[[ Data provided open ]]
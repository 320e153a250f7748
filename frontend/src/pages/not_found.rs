use yew::prelude::*;
use yew_router::prelude::*;

use crate::Route;

#[function_component(NotFound)]
pub fn not_found() -> Html {
    html! {
        <section class="page-hero not-found">
            <h1>{"Page not found"}</h1>
            <p>{"The page you were looking for has moved or never existed."}</p>
            <p>
                <Link<Route> to={Route::Home} classes="btn btn-primary">{"Back to Home"}</Link<Route>>
            </p>
        </section>
    }
}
[[ Data provided closed ]]
Retype all of the material exactly as it stands above.

repository 320e153a250f7748
filename frontend/src/pages/not_found.rs
use yew::prelude::*;
use yew_router::prelude::*;

use crate::Route;

#[function_component(NotFound)]
pub fn not_found() -> Html {
    html! {
        <section class="page-hero not-found">
            <h1>{"Page not found"}</h1>
            <p>{"The page you were looking for has moved or never existed."}</p>
            <p>
                <Link<Route> to={Route::Home} classes="btn btn-primary">{"Back to Home"}</Link<Route>>
            </p>
        </section>
    }
}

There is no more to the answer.